# Exercise directions
However many lines the data holds, transcribe them all exactly.
= Beginning of Section =
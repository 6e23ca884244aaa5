//! # Ledger Time
//!
//! Every timeout and freshness check in the registry compares against "now"
//! as the host ledger sees it at the moment an operation executes. That read
//! goes through the [`Clock`] trait so production code uses the system clock
//! while tests drive time by hand across the two-week recovery window without
//! sleeping through it.
//!
//! Operations must call [`Clock::now`] inside the operation body, never cache
//! the value across calls: a transaction's validity can flip between
//! submission and execution, and the check that matters is the one at commit
//! time.

use std::sync::atomic::{AtomicU64, Ordering};
use std::sync::Arc;
use std::time::{SystemTime, UNIX_EPOCH};

/// Source of the ledger's current time, in whole seconds since the Unix epoch.
pub trait Clock {
    /// The current ledger timestamp.
    fn now(&self) -> u64;
}

/// Wall-clock time from the operating system.
///
/// A pre-epoch system clock reads as 0, which makes every freshness window
/// appear expired. Conservative failure beats a panic in a library that
/// never gets to choose its host.
#[derive(Debug, Clone, Copy, Default)]
pub struct SystemClock;

impl Clock for SystemClock {
    fn now(&self) -> u64 {
        SystemTime::now()
            .duration_since(UNIX_EPOCH)
            .map(|d| d.as_secs())
            .unwrap_or(0)
    }
}

/// A hand-cranked clock for tests.
///
/// Cloning yields a handle to the same instant, so a test can keep one handle
/// and hand the other to the registry, then advance time from outside.
#[derive(Debug, Clone, Default)]
pub struct ManualClock {
    seconds: Arc<AtomicU64>,
}

impl ManualClock {
    /// Create a clock pinned at the given timestamp.
    pub fn at(seconds: u64) -> Self {
        Self {
            seconds: Arc::new(AtomicU64::new(seconds)),
        }
    }

    /// Move the clock forward.
    pub fn advance(&self, seconds: u64) {
        self.seconds.fetch_add(seconds, Ordering::SeqCst);
    }

    /// Pin the clock to an absolute timestamp.
    pub fn set(&self, seconds: u64) {
        self.seconds.store(seconds, Ordering::SeqCst);
    }
}

impl Clock for ManualClock {
    fn now(&self) -> u64 {
        self.seconds.load(Ordering::SeqCst)
    }
}
//! # The Identity Registry
//!
//! The registry owns all state: the identity records, the reverse index
//! from address to handle, and the append-only notification log. Every
//! mutating operation is one self-contained transaction: resolve the acting
//! identity, verify the required signatures against fresh timestamp-bound
//! digests, check invariants and windows, mutate, emit one record.
//!
//! Mutations take `&mut self`. The host ledger serializes transactions
//! globally, and the exclusive borrow is the in-process image of that
//! guarantee: no two operations ever observe each other half-done.
//!
//! ## Check-then-mutate
//!
//! Every operation performs all of its precondition checks, signature
//! verification included, before the first field write. A failed check
//! returns early with the registry untouched. There are no partial commits
//! to roll back because there are no partial commits.

use std::collections::HashMap;

use tracing::{debug, info};

use crate::clock::{Clock, SystemClock};
use crate::config::RegistryConfig;
use crate::crypto::attestation::{self, SignedAttestation};
use crate::identity::{Address, Ein, IdentityDetails, IdentityRecord};

use super::error::RegistryError;
use super::event::{Event, EventRecord};
use super::messages;

/// A freshness-windowed signature: the attestation plus the timestamp the
/// signer bound into the message.
///
/// The timestamp travels outside the attestation because the registry must
/// rebuild the signed message (and so the digest) from its parts; the
/// signature only proves the signer agreed to those exact parts.
#[derive(Debug, Clone, PartialEq, Eq)]
pub struct Authorization {
    /// Who signed, and the signature.
    pub attestation: SignedAttestation,
    /// The timestamp bound into the signed message.
    pub timestamp: u64,
}

/// How a caller is acting on an identity, resolved before any authorization
/// check so the provider and self-service entry points share one body.
#[derive(Debug, Clone, Copy)]
pub(crate) enum ActingAs {
    /// An associated address acting on its own identity.
    Associated(Address),
    /// A registered provider acting on a named identity.
    Provider {
        /// The provider submitting the call.
        provider: Address,
        /// The identity it acts for.
        ein: Ein,
    },
}

/// The identity registry.
///
/// Generic over the [`Clock`] so tests can cross the two-week recovery
/// window without waiting two weeks. Production code uses the default
/// [`SystemClock`].
pub struct IdentityRegistry<C: Clock = SystemClock> {
    pub(crate) config: RegistryConfig,
    pub(crate) clock: C,
    pub(crate) identities: HashMap<Ein, IdentityRecord>,
    /// address -> EIN, valid iff the address is in that identity's
    /// associated set. Kept in lockstep with the sets: every site that
    /// mutates an associated set updates this map in the same operation.
    pub(crate) address_index: HashMap<Address, Ein>,
    /// The next handle to assign. Starts at 1; zero is never minted.
    pub(crate) next_ein: u64,
    pub(crate) events: Vec<EventRecord>,
}

impl IdentityRegistry<SystemClock> {
    /// A registry on the system clock.
    pub fn new(config: RegistryConfig) -> Self {
        Self::with_clock(config, SystemClock)
    }
}
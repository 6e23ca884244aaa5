//! # Recovery
//!
//! The two-tier recovery scheme. Tier one: a provider can swap an identity's
//! recovery address, but the swap is logged and rate-limited. Tier two: the
//! recovery address can wipe and re-seed the identity's keys, with a twist
//! that protects against tier one being the attack itself.
//!
//! The twist is the grace-window tie-break. For one `recovery_timeout` after
//! a recovery-address swap, the *displaced* address holds the recovery
//! entitlement, not the new one. An attacker who compromises a provider and
//! installs their own recovery address gains nothing for two weeks, during
//! which the legitimate (displaced) holder can recover the identity out from
//! under them. After the window, the installed address is presumed
//! legitimate and the entitlement passes to it.
//!
//! A successful trigger evicts every associated address and provider. The
//! evicted set is committed to the [`RecoveredChange`] log as a hash, which
//! is what arms the poison pill (see [`super::poison`]).

use tracing::info;

use crate::clock::Clock;
use crate::crypto::hash::blake3_hash_multi;
use crate::identity::{Address, Ein, RecoveredChange, RecoveryAddressChange};

use super::error::RegistryError;
use super::event::Event;
use super::messages;
use super::store::{Authorization, IdentityRegistry};

/// The eviction commitment: BLAKE3 over the raw 32-byte addresses
/// concatenated in enumeration order.
pub(crate) fn evicted_set_hash(addresses: &[Address]) -> [u8; 32] {
    let parts: Vec<&[u8]> = addresses.iter().map(|a| a.as_bytes().as_slice()).collect();
    blake3_hash_multi(&parts)
}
= End of Section =
# Exercise solution
repository 6e23ca884244aaa5
//! # Ledger Time
//!
//! Every timeout and freshness check in the registry compares against "now"
//! as the host ledger sees it at the moment an operation executes. That read
//! goes through the [`Clock`] trait so production code uses the system clock
//! while tests drive time by hand across the two-week recovery window without
//! sleeping through it.
//!
//! Operations must call [`Clock::now`] inside the operation body, never cache
//! the value across calls: a transaction's validity can flip between
//! submission and execution, and the check that matters is the one at commit
//! time.

use std::sync::atomic::{AtomicU64, Ordering};
use std::sync::Arc;
use std::time::{SystemTime, UNIX_EPOCH};

/// Source of the ledger's current time, in whole seconds since the Unix epoch.
pub trait Clock {
    /// The current ledger timestamp.
    fn now(&self) -> u64;
}

/// Wall-clock time from the operating system.
///
/// A pre-epoch system clock reads as 0, which makes every freshness window
/// appear expired. Conservative failure beats a panic in a library that
/// never gets to choose its host.
#[derive(Debug, Clone, Copy, Default)]
pub struct SystemClock;

impl Clock for SystemClock {
    fn now(&self) -> u64 {
        SystemTime::now()
            .duration_since(UNIX_EPOCH)
            .map(|d| d.as_secs())
            .unwrap_or(0)
    }
}

/// A hand-cranked clock for tests.
///
/// Cloning yields a handle to the same instant, so a test can keep one handle
/// and hand the other to the registry, then advance time from outside.
#[derive(Debug, Clone, Default)]
pub struct ManualClock {
    seconds: Arc<AtomicU64>,
}

impl ManualClock {
    /// Create a clock pinned at the given timestamp.
    pub fn at(seconds: u64) -> Self {
        Self {
            seconds: Arc::new(AtomicU64::new(seconds)),
        }
    }

    /// Move the clock forward.
    pub fn advance(&self, seconds: u64) {
        self.seconds.fetch_add(seconds, Ordering::SeqCst);
    }

    /// Pin the clock to an absolute timestamp.
    pub fn set(&self, seconds: u64) {
        self.seconds.store(seconds, Ordering::SeqCst);
    }
}

impl Clock for ManualClock {
    fn now(&self) -> u64 {
        self.seconds.load(Ordering::SeqCst)
    }
}
//! # The Identity Registry
//!
//! The registry owns all state: the identity records, the reverse index
//! from address to handle, and the append-only notification log. Every
//! mutating operation is one self-contained transaction: resolve the acting
//! identity, verify the required signatures against fresh timestamp-bound
//! digests, check invariants and windows, mutate, emit one record.
//!
//! Mutations take `&mut self`. The host ledger serializes transactions
//! globally, and the exclusive borrow is the in-process image of that
//! guarantee: no two operations ever observe each other half-done.
//!
//! ## Check-then-mutate
//!
//! Every operation performs all of its precondition checks, signature
//! verification included, before the first field write. A failed check
//! returns early with the registry untouched. There are no partial commits
//! to roll back because there are no partial commits.

use std::collections::HashMap;

use tracing::{debug, info};

use crate::clock::{Clock, SystemClock};
use crate::config::RegistryConfig;
use crate::crypto::attestation::{self, SignedAttestation};
use crate::identity::{Address, Ein, IdentityDetails, IdentityRecord};

use super::error::RegistryError;
use super::event::{Event, EventRecord};
use super::messages;

/// A freshness-windowed signature: the attestation plus the timestamp the
/// signer bound into the message.
///
/// The timestamp travels outside the attestation because the registry must
/// rebuild the signed message (and so the digest) from its parts; the
/// signature only proves the signer agreed to those exact parts.
#[derive(Debug, Clone, PartialEq, Eq)]
pub struct Authorization {
    /// Who signed, and the signature.
    pub attestation: SignedAttestation,
    /// The timestamp bound into the signed message.
    pub timestamp: u64,
}

/// How a caller is acting on an identity, resolved before any authorization
/// check so the provider and self-service entry points share one body.
#[derive(Debug, Clone, Copy)]
pub(crate) enum ActingAs {
    /// An associated address acting on its own identity.
    Associated(Address),
    /// A registered provider acting on a named identity.
    Provider {
        /// The provider submitting the call.
        provider: Address,
        /// The identity it acts for.
        ein: Ein,
    },
}

/// The identity registry.
///
/// Generic over the [`Clock`] so tests can cross the two-week recovery
/// window without waiting two weeks. Production code uses the default
/// [`SystemClock`].
pub struct IdentityRegistry<C: Clock = SystemClock> {
    pub(crate) config: RegistryConfig,
    pub(crate) clock: C,
    pub(crate) identities: HashMap<Ein, IdentityRecord>,
    /// address -> EIN, valid iff the address is in that identity's
    /// associated set. Kept in lockstep with the sets: every site that
    /// mutates an associated set updates this map in the same operation.
    pub(crate) address_index: HashMap<Address, Ein>,
    /// The next handle to assign. Starts at 1; zero is never minted.
    pub(crate) next_ein: u64,
    pub(crate) events: Vec<EventRecord>,
}

impl IdentityRegistry<SystemClock> {
    /// A registry on the system clock.
    pub fn new(config: RegistryConfig) -> Self {
        Self::with_clock(config, SystemClock)
    }
}
repository 6e23ca884244aaa5
//! # Recovery
//!
//! The two-tier recovery scheme. Tier one: a provider can swap an identity's
//! recovery address, but the swap is logged and rate-limited. Tier two: the
//! recovery address can wipe and re-seed the identity's keys, with a twist
//! that protects against tier one being the attack itself.
//!
//! The twist is the grace-window tie-break. For one `recovery_timeout` after
//! a recovery-address swap, the *displaced* address holds the recovery
//! entitlement, not the new one. An attacker who compromises a provider and
//! installs their own recovery address gains nothing for two weeks, during
//! which the legitimate (displaced) holder can recover the identity out from
//! under them. After the window, the installed address is presumed
//! legitimate and the entitlement passes to it.
//!
//! A successful trigger evicts every associated address and provider. The
//! evicted set is committed to the [`RecoveredChange`] log as a hash, which
//! is what arms the poison pill (see [`super::poison`]).

use tracing::info;

use crate::clock::Clock;
use crate::crypto::hash::blake3_hash_multi;
use crate::identity::{Address, Ein, RecoveredChange, RecoveryAddressChange};

use super::error::RegistryError;
use super::event::Event;
use super::messages;
use super::store::{Authorization, IdentityRegistry};

/// The eviction commitment: BLAKE3 over the raw 32-byte addresses
/// concatenated in enumeration order.
pub(crate) fn evicted_set_hash(addresses: &[Address]) -> [u8; 32] {
    let parts: Vec<&[u8]> = addresses.iter().map(|a| a.as_bytes().as_slice()).collect();
    blake3_hash_multi(&parts)
}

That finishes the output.